Governance

BJP lost Jharkhand due to tribal anger: Experts

The Raghubar Das government's efforts to grab tribal land to give to industry alienated the community, they said

 
By Kundan Pandey
Last Updated: Monday 23 December 2019
BJP lost Jharkhand due to tribal anger: Experts
Hemant Soren, who is widely expected to be the next chief minister of Jharkhand. Photo: @HemantSorenJMM
Hemant Soren, who is widely expected to be the next chief minister of Jharkhand. Photo: @HemantSorenJMM

Anger and resentment of Jharkhand’s tribals caused the incumbent Bharatiya Janata Party (BJP) to lose the state assembly elections, the results of which were declared on December 23, 2019.

Though counting was still going on in some districts, incumbent Chief Minister, Raghubar Das of the BJP has already thrown in the towel. The party’s tally is presently 24.

Though it has emerged the single-largest party in the 81-member house, it has failed to reach the halfway majority figure of 41.

Meanwhile, Hemant Soren, chief of the Jharkhand Mukti Morcha is all set to become the next chief minister of Jharkhand as his alliance with the Congress and Rashtriya Janata Dal is way past the halfway mark, leading in 48 seats.

Psephologist Ashish Ranjan, who travelled across the state during the elections, said the tribal community was angry with the Raghubar Das government. That is because it had initiated legislative changes to acquire tribal land, which the community feared, would be snatched from them.

The BJP government had recently organized a programme called ‘Momentum Jharkhand’ as part of which, industrialists had been invited to invest in Jharkhand. For this, the government had earmarked 21 lakh hectares of land and asked industry to choose plots according to their convenience.

To acquire the land, the government had tried to amend the Chota Nagpur Land Tenancy Act, 1908, and Santhal Paragana Tenancy Act, 1949, in 2016. After huge protests, the state governor Draupadi Murmu had rejected the proposal.
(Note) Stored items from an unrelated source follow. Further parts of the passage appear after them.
//! Rendering of fenced code blocks with their options applied.
use super::{
  error::{ProcessorError, ProcessorResult},
  types::MarkdownOptions,
};
use crate::{
  embellish::{embellish, physical_lines, strip_line_ending},
  options::CodeBlockOptions,
  utils::{class_name, is_valid_class_prefix},
};

/// Render a fenced code block to HTML.
///
/// The code is escaped, then numbered and highlighted as `options` ask,
/// falling back to `defaults` for anything the block leaves unset.
///
/// # Arguments
///
/// * `code` - The literal content of the code block
/// * `info` - The fence's info string
/// * `options` - Options attached to this block
/// * `defaults` - Processor-wide options
/// * `line` - Source line of the opening fence, for diagnostics
///
/// # Errors
///
/// Returns an error if the effective class prefix is not a valid class name
/// fragment, or if the block's line ranges do not fit its code.
pub fn render_code_block(
  code: &str,
  info: &str,
  options: &CodeBlockOptions,
  defaults: &MarkdownOptions,
  line: usize,
) -> ProcessorResult<String> {
  let prefix = options
    .class_prefix
    .as_deref()
    .or(defaults.class_prefix.as_deref());
  if let Some(prefix) = prefix.filter(|p| !is_valid_class_prefix(p)) {
    return Err(ProcessorError::InvalidClassPrefix(prefix.to_string()));
  }

  let escaped = html_escape::encode_text(code);
  let num_lines = physical_lines(&escaped).len();
  let line_numbers = options.line_number_ranges(defaults.line_numbers, num_lines);
  let body = embellish(
    &escaped,
    &line_numbers,
    &options.highlighted_lines,
    prefix,
  )
  .map_err(|source| ProcessorError::CodeBlock { line, source })?;
  let body = strip_line_ending(&body);

  let mut html = String::with_capacity(body.len() + 128);

  if let Some(title) = &options.title {
    html.push_str(&format!(
      "<figure class=\"{}\"><figcaption class=\"{}\">{}</figcaption>",
      class_name(prefix, "code-block"),
      class_name(prefix, "code-title"),
      html_escape::encode_text(title)
    ));
  }

  html.push_str(&format!("<pre class=\"{}\"><code", class_name(prefix, "code")));
  if let Some(language) = options.language(info) {
    html.push_str(&format!(
      " class=\"language-{}\"",
      html_escape::encode_double_quoted_attribute(language)
    ));
  }
  html.push('>');
  html.push_str(body);
  html.push_str("</code></pre>");

  if options.title.is_some() {
    html.push_str("</figure>");
  }
  html.push('\n');

  Ok(html)
}

#[cfg(test)]
mod tests {
  use super::*;
  use crate::{
    options::LineNumbers,
    ranges::{LineNumberRange, LineRange},
  };

  #[test]
  fn test_plain_block() {
    let html = render_code_block(
      "a < b\n",
      "rust",
      &CodeBlockOptions::default(),
      &MarkdownOptions::default(),
      1,
    )
    .expect("nothing to validate");
    assert_eq!(
      html,
      "<pre class=\"code\"><code class=\"language-rust\">a &lt; b</code></pre>\n"
    );
  }

  #[test]
  fn test_default_numbering() {
    let defaults = MarkdownOptions {
      line_numbers: true,
      ..Default::default()
    };
    let html = render_code_block(
      "one\ntwo\n",
      "",
      &CodeBlockOptions::default(),
      &defaults,
      1,
    )
    .expect("ranges are valid");
    assert!(html.starts_with("<pre class=\"code\"><code>"));
    assert!(html.contains(r#"<span class="line-number">1</span><span class="line-text">one</span>"#));
    assert!(html.contains(r#"<span class="line-number">2</span><span class="line-text">two</span>"#));
  }

  #[test]
  fn test_title_and_block_prefix() {
    let options = CodeBlockOptions {
      title: Some("<main>.rs".to_string()),
      class_prefix: Some("x-".to_string()),
      line_numbers: Some(LineNumbers::Ranges(vec![
        LineNumberRange::new(1, 1, 5).expect("valid range"),
      ])),
      highlighted_lines: vec![LineRange::new(-1, -1).expect("valid range")],
      ..Default::default()
    };
    let defaults = MarkdownOptions {
      class_prefix: Some("ignored-".to_string()),
      ..Default::default()
    };

    let html = render_code_block("a\nb", "js", &options, &defaults, 3)
      .expect("ranges are valid");
    assert!(html.starts_with(
      "<figure class=\"x-code-block\"><figcaption \
       class=\"x-code-title\">&lt;main&gt;.rs</figcaption><pre \
       class=\"x-code\"><code class=\"language-js\">"
    ));
    assert!(html.contains(r#"<span class="x-line-number">5</span>"#));
    assert!(html.contains(
      r#"<span class="x-line x-highlight"><span class="x-line-text">b</span>"#
    ));
    assert!(html.ends_with("</code></pre></figure>\n"));
    assert!(!html.contains("ignored-"));
  }

  #[test]
  fn test_blank_last_line_counts() {
    let options = CodeBlockOptions {
      highlighted_lines: vec![LineRange::new(-1, -1).expect("valid range")],
      ..Default::default()
    };
    let html = render_code_block(
      "a\n\n",
      "",
      &options,
      &MarkdownOptions::default(),
      1,
    )
    .expect("line 2 exists");
    assert_eq!(
      html,
      "<pre class=\"code\"><code><span class=\"line\"><span \
       class=\"line-text\">a</span></span>\n<span class=\"line \
       highlight\"><span class=\"line-text\"></span></span></code></pre>\n"
    );

    let plain = render_code_block(
      "a\n\n",
      "",
      &CodeBlockOptions::default(),
      &MarkdownOptions::default(),
      1,
    )
    .expect("nothing to validate");
    assert_eq!(plain, "<pre class=\"code\"><code>a\n</code></pre>\n");
  }

  #[test]
  fn test_range_error_names_line() {
    let options = CodeBlockOptions {
      highlighted_lines: vec![LineRange::new(3, 3).expect("valid range")],
      ..Default::default()
    };
    let err = render_code_block(
      "a\nb\n",
      "",
      &options,
      &MarkdownOptions::default(),
      9,
    )
    .expect_err("line 3 does not exist");
    assert!(matches!(err, ProcessorError::CodeBlock { line: 9, .. }));
  }

  #[test]
  fn test_invalid_class_prefix() {
    let options = CodeBlockOptions {
      class_prefix: Some("\"><script>".to_string()),
      ..Default::default()
    };
    let err = render_code_block(
      "a",
      "",
      &options,
      &MarkdownOptions::default(),
      1,
    )
    .expect_err("prefix is not a class name");
    assert!(matches!(err, ProcessorError::InvalidClassPrefix(_)));
  }
}
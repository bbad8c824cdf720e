//! Port trait definitions
//!
//! These traits define the interfaces that adapters must implement.

pub mod draft;
pub mod service;

pub use draft::DraftStore;
pub use service::EnvelopeService;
During the protests, many tribals had put up giant plaques outside their hamlets, declaring their gram sabha as the only sovereign authority and had banned ‘outsiders’ from entering the villages.

This protest came to be popularly known as the ‘Patthalgadhi Rebellion’ and was seen across the Khoonti, Chaibasa, Latehar, Lohardaga, Shimdega and other districts.

Tribal activist Sunil Minj said the incumbent government had filed FIRs against at least 10,000 people and many were still languishing in jail. Tribals, who dominate 28 seats in the state, were now happy and expected no MoU that caused a grab of tribal lands to be signed, Minj said.

Other than the land issue, people were concerned about increasing inflation and unemployment, he said, adding that though city-dwellers were not as angry with the Das government, they wanted to send a signal to the Centre.